Learning from examples world over, Jamaica may be of keen interest as it has earned a reputation of being most successful in terms of ecotourism, with 24 certified ‘Green Globe’ sites in the country. In 2009, Jamaica, with an area of about 11,000 sq km, earned more than 8 per cent of its GDP from tourism, which is 47 per cent of its total foreign exchange earnings. The ecotourism sites of Costa Rica, hosts over 1.7 million tourist visits per year, with earnings from tourism amounting to more than 1.7 billion USD per year. It is estimated that up to 80 per cent of all visitors to the country come for eco-tourism related activities. Ecuador’s Galapagos Islands, with about 1000 sq km of land area, are designated as national parks, which are its eco tourism sites. Also the famous Chumbe Island Coral Park in Zanzibar, Tanzania, is a leading example of small-scale eco-tourism that manages and conserves its unique marine and terrestrial ecosystems successfully.
Lakshadweep with over 36 islands including atolls, covering an area of 32 sq km is surrounded by 4200 sq km of lagoon rich in marine wealth. A successful ecotourism model can provide a significant fillip to the livelihood options available to the islanders. With a high population pressure and very limited resources the people of Lakshadweep need to promote tourism synchronised with the carrying capacity of the islands. The islanders need to understand that ecotourism models are based on education and interpretation of their ecosystem and its sustainability would be the key to the island’s development. Ecotourism carries with it the double benefit of compatibility with nature to enhance wilderness protection and wildlife conservation along with making the local community owners in the process.

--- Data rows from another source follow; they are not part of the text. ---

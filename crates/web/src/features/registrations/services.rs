use chrono::Utc;
use tkr::{
    Store,
    dto::registration::{CreateRegistrationRequest, UpdatePaymentRequest},
    error::Result,
    models::TeamRegistration,
    repository::registration::RegistrationRepository,
};
use uuid::Uuid;

/// List the teams registered for a tournament
pub async fn list_registrations(store: &Store, tournament_id: Uuid) -> Result<Vec<TeamRegistration>> {
    let repo = RegistrationRepository::new(store);
    repo.list(tournament_id).await
}

/// Get a registration by ID
pub async fn get_registration(store: &Store, registration_id: Uuid) -> Result<TeamRegistration> {
    let repo = RegistrationRepository::new(store);
    repo.find(registration_id).await
}

/// Register a team
pub async fn register_team(
    store: &Store,
    tournament_id: Uuid,
    request: CreateRegistrationRequest,
) -> Result<TeamRegistration> {
    let repo = RegistrationRepository::new(store);
    repo.create(tournament_id, request, Utc::now()).await
}

/// Update a registration's payment record
pub async fn update_payment(
    store: &Store,
    registration_id: Uuid,
    request: &UpdatePaymentRequest,
) -> Result<TeamRegistration> {
    let repo = RegistrationRepository::new(store);
    repo.update_payment(registration_id, request).await
}
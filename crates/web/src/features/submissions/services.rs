use chrono::Utc;
use tkr::{
    Store,
    dto::submission::{SubmitGameRequest, VerifySubmissionRequest},
    error::Result,
    models::GameSubmission,
    repository::submission::SubmissionRepository,
    services::submission_window::Eligibility,
};
use uuid::Uuid;

/// Check whether a team may submit right now
pub async fn check_eligibility(store: &Store, registration_id: Uuid) -> Result<Eligibility> {
    let repo = SubmissionRepository::new(store);
    repo.eligibility(registration_id, Utc::now()).await
}

/// Submit a game result
pub async fn submit_game(
    store: &Store,
    registration_id: Uuid,
    request: &SubmitGameRequest,
) -> Result<GameSubmission> {
    let repo = SubmissionRepository::new(store);
    repo.submit(registration_id, request, Utc::now()).await
}

/// List a team's submissions in every status
pub async fn list_team_submissions(store: &Store, registration_id: Uuid) -> Result<Vec<GameSubmission>> {
    let repo = SubmissionRepository::new(store);
    repo.list_for_team(registration_id).await
}

/// Get a submission by ID
pub async fn get_submission(store: &Store, submission_id: Uuid) -> Result<GameSubmission> {
    let repo = SubmissionRepository::new(store);
    repo.find(submission_id).await
}

/// Record a host verdict and rebuild the leaderboard
pub async fn verify_submission(
    store: &Store,
    submission_id: Uuid,
    request: &VerifySubmissionRequest,
) -> Result<GameSubmission> {
    let repo = SubmissionRepository::new(store);
    repo.verify(submission_id, request, Utc::now()).await
}

/// Withdraw an unverified submission
pub async fn delete_submission(store: &Store, submission_id: Uuid) -> Result<()> {
    let repo = SubmissionRepository::new(store);
    repo.delete(submission_id).await
}
use axum::{
    Json,
    extract::Query,
    response::{IntoResponse, Response},
};
use tkr::{dto::fee::EntryFeeQuery, models::FeeBreakdown};
use validator::Validate;

use crate::error::WebError;

use super::services;

#[utoipa::path(
    get,
    path = "/api/entry-fee",
    params(EntryFeeQuery),
    responses(
        (status = 200, description = "Fee after rerun and free-entry discounts", body = FeeBreakdown),
        (status = 400, description = "Invalid query parameters")
    ),
    tag = "fees"
)]
pub async fn calculate_entry_fee(Query(query): Query<EntryFeeQuery>) -> Result<Response, WebError> {
    query.validate()?;

    let base_fee = query.base_fee().map_err(WebError::BadRequest)?;
    let team_size = query.team_size().map_err(WebError::BadRequest)?;

    let fee = services::calculate_entry_fee(
        base_fee,
        query.is_rerunning,
        query.free_entry_count,
        team_size,
    );

    Ok(Json(fee).into_response())
}
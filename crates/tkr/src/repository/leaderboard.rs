use std::sync::Arc;

use uuid::Uuid;

use crate::error::Result;
use crate::models::{LeaderboardEntry, PrizePool};
use crate::services::prize_pool;
use crate::store::Store;

pub struct LeaderboardRepository<'a> {
    store: &'a Store,
}

impl<'a> LeaderboardRepository<'a> {
    pub fn new(store: &'a Store) -> Self {
        Self { store }
    }

    /// Last published standings; never waits for a writer.
    pub async fn current(&self, tournament_id: Uuid) -> Result<Arc<Vec<LeaderboardEntry>>> {
        let aggregate = self.store.tournament(tournament_id).await?;
        Ok(aggregate.snapshot().await)
    }

    /// Synchronous rebuild, queued behind any in-flight write.
    pub async fn refresh(&self, tournament_id: Uuid) -> Result<Arc<Vec<LeaderboardEntry>>> {
        let aggregate = self.store.tournament(tournament_id).await?;
        let state = aggregate.write().await;
        Ok(aggregate.publish(&state).await)
    }

    /// Rebuilds every tournament whose writer lock is free and returns how
    /// many were skipped because a write or rebuild was still running.
    pub async fn refresh_idle(&self) -> (usize, usize) {
        let mut refreshed = 0;
        let mut skipped = 0;

        for aggregate in self.store.tournaments().await {
            match aggregate.try_write() {
                Some(state) => {
                    aggregate.publish(&state).await;
                    refreshed += 1;
                }
                None => {
                    tracing::debug!(
                        tournament_id = %aggregate.tournament_id(),
                        "Tournament busy, skipping refresh cycle"
                    );
                    skipped += 1;
                }
            }
        }

        (refreshed, skipped)
    }

    pub async fn prize_pool(&self, tournament_id: Uuid) -> Result<(PrizePool, bool)> {
        let aggregate = self.store.tournament(tournament_id).await?;
        let state = aggregate.write().await;
        Ok((
            prize_pool::calculate(&state.registrations, &state.config),
            state.config.show_prize_pool,
        ))
    }
}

Lakshadweep hosts around 4000 tourists annually (11 tourists per day) as per the records available with the Lakshadweep Administration – a near unchanged status over two decades. In recent years tourism has in fact experienced a drop with resorts closing down due to various litigations. Needless to say, the coral based ecology of the island is highly sensitive and any development should focus on the sustainability of these resources for perpetual use and conservation. However, a viable livelihood option, ecotourism needs to be asserted aggressively among the local populace to discourage indiscriminate construction and unnecessary luxury fittings and wasteful practices. This will also reduce the regions heavy dependency on central government grants.